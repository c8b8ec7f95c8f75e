//! Scripted channel — in-process adapter for simulations and tests.
//!
//! Each contact (by phone number) can be given a queue of steps consumed one
//! per answer-expecting prompt. When a contact's script runs out the adapter
//! either auto-answers with a valid response or stays silent.

use std::collections::{HashMap, VecDeque};
use std::sync::atomic::{AtomicU64, Ordering};
use std::time::Duration;

use async_trait::async_trait;
use tokio::sync::Mutex;

use crate::channels::channel::{
    ChannelAdapter, ChannelEvent, ChannelEventKind, DeliveryHandle, EventSender, Prompt,
    PromptKind,
};
use crate::error::ChannelError;
use crate::session::model::Contact;
use crate::survey::model::QuestionType;

/// What the simulated contact does in response to one prompt.
#[derive(Debug, Clone, PartialEq, Eq)]
pub enum ScriptStep {
    Answer(String),
    /// Say nothing; the worker's answer timeout fires.
    Silence,
    NoAnswer,
    Busy,
    Fail(String),
    HangUp,
    /// `deliver` itself returns an error.
    Reject(String),
}

/// A prompt the adapter was asked to deliver.
#[derive(Debug, Clone, PartialEq)]
pub struct DeliveryRecord {
    pub delivery_id: String,
    pub phone_number: String,
    pub prompt: Prompt,
}

pub struct ScriptedChannel {
    scripts: Mutex<HashMap<String, VecDeque<ScriptStep>>>,
    auto_answer: bool,
    reply_delay: Duration,
    deliveries: Mutex<Vec<DeliveryRecord>>,
    cancelled: Mutex<Vec<String>>,
    counter: AtomicU64,
}

impl Default for ScriptedChannel {
    fn default() -> Self {
        Self::new()
    }
}

impl ScriptedChannel {
    /// Silent once scripts run out, replies immediately.
    pub fn new() -> Self {
        Self {
            scripts: Mutex::new(HashMap::new()),
            auto_answer: false,
            reply_delay: Duration::ZERO,
            deliveries: Mutex::new(Vec::new()),
            cancelled: Mutex::new(Vec::new()),
            counter: AtomicU64::new(0),
        }
    }

    /// Answer every unscripted question with a valid response.
    pub fn auto_answering() -> Self {
        Self {
            auto_answer: true,
            ..Self::new()
        }
    }

    /// Delay each scripted reply.
    pub fn with_reply_delay(mut self, delay: Duration) -> Self {
        self.reply_delay = delay;
        self
    }

    /// Append steps to a contact's script.
    pub async fn script<I>(&self, phone_number: &str, steps: I)
    where
        I: IntoIterator<Item = ScriptStep>,
    {
        self.scripts
            .lock()
            .await
            .entry(phone_number.to_string())
            .or_default()
            .extend(steps);
    }

    pub async fn deliveries(&self) -> Vec<DeliveryRecord> {
        self.deliveries.lock().await.clone()
    }

    /// Question ids asked of one contact, in order (re-prompts included).
    pub async fn questions_asked(&self, phone_number: &str) -> Vec<String> {
        self.deliveries
            .lock()
            .await
            .iter()
            .filter(|d| d.phone_number == phone_number)
            .filter_map(|d| d.prompt.question_id.clone())
            .collect()
    }

    pub async fn prompts_of_kind(&self, phone_number: &str, kind: PromptKind) -> usize {
        self.deliveries
            .lock()
            .await
            .iter()
            .filter(|d| d.phone_number == phone_number && d.prompt.kind == kind)
            .count()
    }

    pub async fn cancelled(&self) -> Vec<String> {
        self.cancelled.lock().await.clone()
    }

    fn auto_reply(prompt: &Prompt) -> String {
        match prompt.question_type {
            Some(QuestionType::Numeric) => "4".to_string(),
            Some(QuestionType::YesNo) => "yes".to_string(),
            Some(QuestionType::MultipleChoice) => {
                prompt.options.first().cloned().unwrap_or_default()
            }
            Some(QuestionType::OpenEnded) | None => "No complaints.".to_string(),
        }
    }
}

#[async_trait]
impl ChannelAdapter for ScriptedChannel {
    fn name(&self) -> &str {
        "scripted"
    }

    async fn deliver(
        &self,
        contact: &Contact,
        prompt: &Prompt,
        events: EventSender,
    ) -> Result<DeliveryHandle, ChannelError> {
        let delivery_id = format!("sim-{}", self.counter.fetch_add(1, Ordering::Relaxed) + 1);

        if !prompt.expects_answer() {
            self.record(&delivery_id, contact, prompt).await;
            return Ok(DeliveryHandle {
                delivery_id,
                adapter: self.name().to_string(),
            });
        }

        let step = self
            .scripts
            .lock()
            .await
            .get_mut(&contact.phone_number)
            .and_then(VecDeque::pop_front);

        let step = match step {
            Some(step) => step,
            None if self.auto_answer => ScriptStep::Answer(Self::auto_reply(prompt)),
            None => ScriptStep::Silence,
        };

        let kind = match step {
            ScriptStep::Reject(reason) => {
                return Err(ChannelError::DeliveryFailed {
                    channel: self.name().to_string(),
                    reason,
                });
            }
            ScriptStep::Silence => None,
            ScriptStep::Answer(raw) => Some(ChannelEventKind::AnswerCaptured(raw)),
            ScriptStep::NoAnswer => Some(ChannelEventKind::NoAnswer),
            ScriptStep::Busy => Some(ChannelEventKind::Busy),
            ScriptStep::Fail(code) => Some(ChannelEventKind::Failed(code)),
            ScriptStep::HangUp => Some(ChannelEventKind::Completed),
        };

        self.record(&delivery_id, contact, prompt).await;

        if let Some(kind) = kind {
            let event = ChannelEvent::new(delivery_id.clone(), kind);
            let delay = self.reply_delay;
            tokio::spawn(async move {
                if !delay.is_zero() {
                    tokio::time::sleep(delay).await;
                }
                let _ = events.send(event).await;
            });
        }

        Ok(DeliveryHandle {
            delivery_id,
            adapter: self.name().to_string(),
        })
    }

    async fn cancel(&self, handle: &DeliveryHandle) -> Result<(), ChannelError> {
        self.cancelled.lock().await.push(handle.delivery_id.clone());
        Ok(())
    }
}

impl ScriptedChannel {
    async fn record(&self, delivery_id: &str, contact: &Contact, prompt: &Prompt) {
        tracing::debug!(
            delivery_id,
            phone = %contact.phone_number,
            kind = ?prompt.kind,
            "Scripted delivery"
        );
        self.deliveries.lock().await.push(DeliveryRecord {
            delivery_id: delivery_id.to_string(),
            phone_number: contact.phone_number.clone(),
            prompt: prompt.clone(),
        });
    }
}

■ ■ ■ ■

EXERCISE REQUIREMENTS | Exact copy required. Retype all of the entries word for word.

SOLUTION TO THE PROBLEM |
repository c8b8ec7f95c8f75e
//! Scripted channel — in-process adapter for simulations and tests.
//!
//! Each contact (by phone number) can be given a queue of steps consumed one
//! per answer-expecting prompt. When a contact's script runs out the adapter
//! either auto-answers with a valid response or stays silent.

use std::collections::{HashMap, VecDeque};
use std::sync::atomic::{AtomicU64, Ordering};
use std::time::Duration;

use async_trait::async_trait;
use tokio::sync::Mutex;

use crate::channels::channel::{
    ChannelAdapter, ChannelEvent, ChannelEventKind, DeliveryHandle, EventSender, Prompt,
    PromptKind,
};
use crate::error::ChannelError;
use crate::session::model::Contact;
use crate::survey::model::QuestionType;

/// What the simulated contact does in response to one prompt.
#[derive(Debug, Clone, PartialEq, Eq)]
pub enum ScriptStep {
    Answer(String),
    /// Say nothing; the worker's answer timeout fires.
    Silence,
    NoAnswer,
    Busy,
    Fail(String),
    HangUp,
    /// `deliver` itself returns an error.
    Reject(String),
}

/// A prompt the adapter was asked to deliver.
#[derive(Debug, Clone, PartialEq)]
pub struct DeliveryRecord {
    pub delivery_id: String,
    pub phone_number: String,
    pub prompt: Prompt,
}

pub struct ScriptedChannel {
    scripts: Mutex<HashMap<String, VecDeque<ScriptStep>>>,
    auto_answer: bool,
    reply_delay: Duration,
    deliveries: Mutex<Vec<DeliveryRecord>>,
    cancelled: Mutex<Vec<String>>,
    counter: AtomicU64,
}

impl Default for ScriptedChannel {
    fn default() -> Self {
        Self::new()
    }
}

impl ScriptedChannel {
    /// Silent once scripts run out, replies immediately.
    pub fn new() -> Self {
        Self {
            scripts: Mutex::new(HashMap::new()),
            auto_answer: false,
            reply_delay: Duration::ZERO,
            deliveries: Mutex::new(Vec::new()),
            cancelled: Mutex::new(Vec::new()),
            counter: AtomicU64::new(0),
        }
    }

    /// Answer every unscripted question with a valid response.
    pub fn auto_answering() -> Self {
        Self {
            auto_answer: true,
            ..Self::new()
        }
    }

    /// Delay each scripted reply.
    pub fn with_reply_delay(mut self, delay: Duration) -> Self {
        self.reply_delay = delay;
        self
    }

    /// Append steps to a contact's script.
    pub async fn script<I>(&self, phone_number: &str, steps: I)
    where
        I: IntoIterator<Item = ScriptStep>,
    {
        self.scripts
            .lock()
            .await
            .entry(phone_number.to_string())
            .or_default()
            .extend(steps);
    }

    pub async fn deliveries(&self) -> Vec<DeliveryRecord> {
        self.deliveries.lock().await.clone()
    }

    /// Question ids asked of one contact, in order (re-prompts included).
    pub async fn questions_asked(&self, phone_number: &str) -> Vec<String> {
        self.deliveries
            .lock()
            .await
            .iter()
            .filter(|d| d.phone_number == phone_number)
            .filter_map(|d| d.prompt.question_id.clone())
            .collect()
    }

    pub async fn prompts_of_kind(&self, phone_number: &str, kind: PromptKind) -> usize {
        self.deliveries
            .lock()
            .await
            .iter()
            .filter(|d| d.phone_number == phone_number && d.prompt.kind == kind)
            .count()
    }

    pub async fn cancelled(&self) -> Vec<String> {
        self.cancelled.lock().await.clone()
    }

    fn auto_reply(prompt: &Prompt) -> String {
        match prompt.question_type {
            Some(QuestionType::Numeric) => "4".to_string(),
            Some(QuestionType::YesNo) => "yes".to_string(),
            Some(QuestionType::MultipleChoice) => {
                prompt.options.first().cloned().unwrap_or_default()
            }
            Some(QuestionType::OpenEnded) | None => "No complaints.".to_string(),
        }
    }
}

#[async_trait]
impl ChannelAdapter for ScriptedChannel {
    fn name(&self) -> &str {
        "scripted"
    }

    async fn deliver(
        &self,
        contact: &Contact,
        prompt: &Prompt,
        events: EventSender,
    ) -> Result<DeliveryHandle, ChannelError> {
        let delivery_id = format!("sim-{}", self.counter.fetch_add(1, Ordering::Relaxed) + 1);

        if !prompt.expects_answer() {
            self.record(&delivery_id, contact, prompt).await;
            return Ok(DeliveryHandle {
                delivery_id,
                adapter: self.name().to_string(),
            });
        }

        let step = self
            .scripts
            .lock()
            .await
            .get_mut(&contact.phone_number)
            .and_then(VecDeque::pop_front);

        let step = match step {
            Some(step) => step,
            None if self.auto_answer => ScriptStep::Answer(Self::auto_reply(prompt)),
            None => ScriptStep::Silence,
        };

        let kind = match step {
            ScriptStep::Reject(reason) => {
                return Err(ChannelError::DeliveryFailed {
                    channel: self.name().to_string(),
                    reason,
                });
            }
            ScriptStep::Silence => None,
            ScriptStep::Answer(raw) => Some(ChannelEventKind::AnswerCaptured(raw)),
            ScriptStep::NoAnswer => Some(ChannelEventKind::NoAnswer),
            ScriptStep::Busy => Some(ChannelEventKind::Busy),
            ScriptStep::Fail(code) => Some(ChannelEventKind::Failed(code)),
            ScriptStep::HangUp => Some(ChannelEventKind::Completed),
        };

        self.record(&delivery_id, contact, prompt).await;

        if let Some(kind) = kind {
            let event = ChannelEvent::new(delivery_id.clone(), kind);
            let delay = self.reply_delay;
            tokio::spawn(async move {
                if !delay.is_zero() {
                    tokio::time::sleep(delay).await;
                }
                let _ = events.send(event).await;
            });
        }

        Ok(DeliveryHandle {
            delivery_id,
            adapter: self.name().to_string(),
        })
    }

    async fn cancel(&self, handle: &DeliveryHandle) -> Result<(), ChannelError> {
        self.cancelled.lock().await.push(handle.delivery_id.clone());
        Ok(())
    }
}

impl ScriptedChannel {
    async fn record(&self, delivery_id: &str, contact: &Contact, prompt: &Prompt) {
        tracing::debug!(
            delivery_id,
            phone = %contact.phone_number,
            kind = ?prompt.kind,
            "Scripted delivery"
        );
        self.deliveries.lock().await.push(DeliveryRecord {
            delivery_id: delivery_id.to_string(),
            phone_number: contact.phone_number.clone(),
            prompt: prompt.clone(),
        });
    }
}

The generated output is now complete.